Each adapter checks: - when it last ran - how frequently it is allowed to run - whether it is enabled
Because this logic lives inside the pipeline: - the pipeline can be triggered frequently - APIs are never hammered - "no work to do" is a valid, clean outcome
This enables a simple heartbeat to drive the system.
How the Pipeline Runs
The pipeline does not run by itself.
It is invoked.
Right now, that invocation is via CLI:
bash
python3 -m pipelines.listing.retrieve
Internally, that simply calls:
python
run(ebay_token=...)
Tomorrow, that caller could be: - a cron job - a long-running heartbeat process - another pipeline - an API endpoint
The pipeline doesn't care --- and that's the point.
The Heartbeat Model
The correct mental model for V2 is:
"Every N minutes, wake up and run the pipeline once."
The heartbeat is dumb.\ The pipeline is smart.
If everything is gated, nothing happens.\ If one source is ready, only that work runs.

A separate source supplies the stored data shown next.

//! Viewer event loop.
//!
//! One task owns the [`LineCache`]. It waits for either an input action or, when
//! the window is short of rows on a growing stream, a signal that more data
//! arrived; then it refills the window and redraws.

use crate::cache::LineCache;
use crate::error::Result;
use crate::input::InputAction;
use crate::render::{Dispatcher, Outcome, Spinner, UIRenderer, ViewState};
use std::sync::atomic::{AtomicBool, Ordering};
use std::sync::Arc;
use std::time::Duration;
use tokio::sync::mpsc::{self, UnboundedReceiver};
use tokio::sync::Notify;

pub mod runtime;

const INPUT_POLL_INTERVAL: Duration = Duration::from_millis(50);

pub struct Application {
    cache: LineCache,
    renderer: Box<dyn UIRenderer>,
    dispatcher: Dispatcher,
    title: String,
    data_ready: Option<Arc<Notify>>,
    spinner: bool,
    startup: Vec<InputAction>,
    view: Option<ViewState>,
}

impl Application {
    pub fn new(
        cache: LineCache,
        renderer: Box<dyn UIRenderer>,
        title: impl Into<String>,
        ignore_case: bool,
    ) -> Self {
        Self {
            cache,
            renderer,
            dispatcher: Dispatcher::new(ignore_case),
            title: title.into(),
            data_ready: None,
            spinner: false,
            startup: Vec::new(),
            view: None,
        }
    }

    /// Wake the loop when a stream delivers data.
    pub fn with_data_notify(mut self, notify: Arc<Notify>) -> Self {
        self.data_ready = Some(notify);
        self
    }

    /// Show a busy indicator on the status row during slow actions.
    pub fn with_spinner(mut self, enabled: bool) -> Self {
        self.spinner = enabled;
        self
    }

    /// Actions applied once the first window is filled, e.g. an initial search.
    pub fn with_startup_actions(mut self, actions: Vec<InputAction>) -> Self {
        self.startup = actions;
        self
    }

    pub fn cache(&self) -> &LineCache {
        &self.cache
    }

    pub fn cache_mut(&mut self) -> &mut LineCache {
        &mut self.cache
    }

    /// View state of the last run, if any.
    pub fn view(&self) -> Option<&ViewState> {
        self.view.as_ref()
    }

    /// Take over the terminal until the user quits.
    pub async fn run(&mut self) -> Result<()> {
        self.renderer.initialize()?;

        let (tx, rx) = mpsc::unbounded_channel();
        let shutdown = Arc::new(AtomicBool::new(false));
        let input = runtime::spawn_input_thread(
            tx,
            Arc::clone(&shutdown),
            self.cache.cancel_token(),
            INPUT_POLL_INTERVAL,
        );

        let result = self.run_with_actions(rx).await;

        shutdown.store(true, Ordering::SeqCst);
        if input.join().is_err() {
            log::warn!("input thread panicked");
        }
        let cleanup = self.renderer.cleanup();
        result.and(cleanup)
    }

    /// Event loop over an action channel; returns when it yields `Quit` or closes.
    pub async fn run_with_actions(&mut self, mut actions: UnboundedReceiver<InputAction>) -> Result<()> {
        let (width, height) = self.renderer.get_terminal_size()?;
        let mut view = ViewState::new(self.title.clone(), width, height);

        self.cache.cache_fill(view.content_height())?;
        for action in std::mem::take(&mut self.startup) {
            self.execute(action, &mut view)?;
        }

        loop {
            self.cache.cache_fill(view.content_height())?;
            self.renderer.render(&view, &self.cache)?;

            let waiting = self.cache.needs_more_data() && self.data_ready.is_some();
            let action = tokio::select! {
                action = actions.recv() => action,
                _ = data_arrived(self.data_ready.as_deref()), if waiting => continue,
            };
            let Some(action) = action else {
                break;
            };
            if self.execute(action, &mut view)? == Outcome::Quit {
                break;
            }
        }

        self.view = Some(view);
        Ok(())
    }

    fn execute(&mut self, action: InputAction, view: &mut ViewState) -> Result<Outcome> {
        let label = if self.spinner {
            Dispatcher::busy_label(&action)
        } else {
            None
        };
        let spinner = label.map(|label| Spinner::start(view.height.saturating_sub(1), label));

        let outcome = self.dispatcher.handle(action, &mut self.cache, view);

        if let Some(spinner) = spinner {
            if spinner.stop() {
                self.renderer.invalidate()?;
            }
        }
        Ok(outcome)
    }
}

async fn data_arrived(notify: Option<&Notify>) {
    match notify {
        Some(notify) => notify.notified().await,
        None => std::future::pending().await,
    }
}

This is how reliable ingestion systems are built in practice.
This Is Still Not an Agent (On Purpose)
At this stage: - there is no planning - no autonomous reasoning - no LLM in the loop
That comes later.
Right now, the priority is structural correctness: - predictable execution - inspectable state - clean termination - safe iteration
Agents built on top of shaky ingestion layers fail in uninteresting ways.
This pipeline exists to make sure that doesn't happen.
What This Enables Next
With orchestration in place, the roadmap becomes straightforward:
- Normalisation & storage pipeline
- Assessment pipeline (LLM-assisted, confidence-gated)
- Ranking & filtering
- Notification / alerting
- Chained orchestration via a single heartbeat
Each pipeline will do one job, and do it well.
Closing Thought
eBay V1 wasn't a mistake.
It was a prototype.
V2 is about taking what worked, discarding what didn't, and rebuilding the system on foundations that can support: - automation - AI decision-making - and eventually, real users
LangGraph isn't the product.
It's the orchestrator that makes the product possible.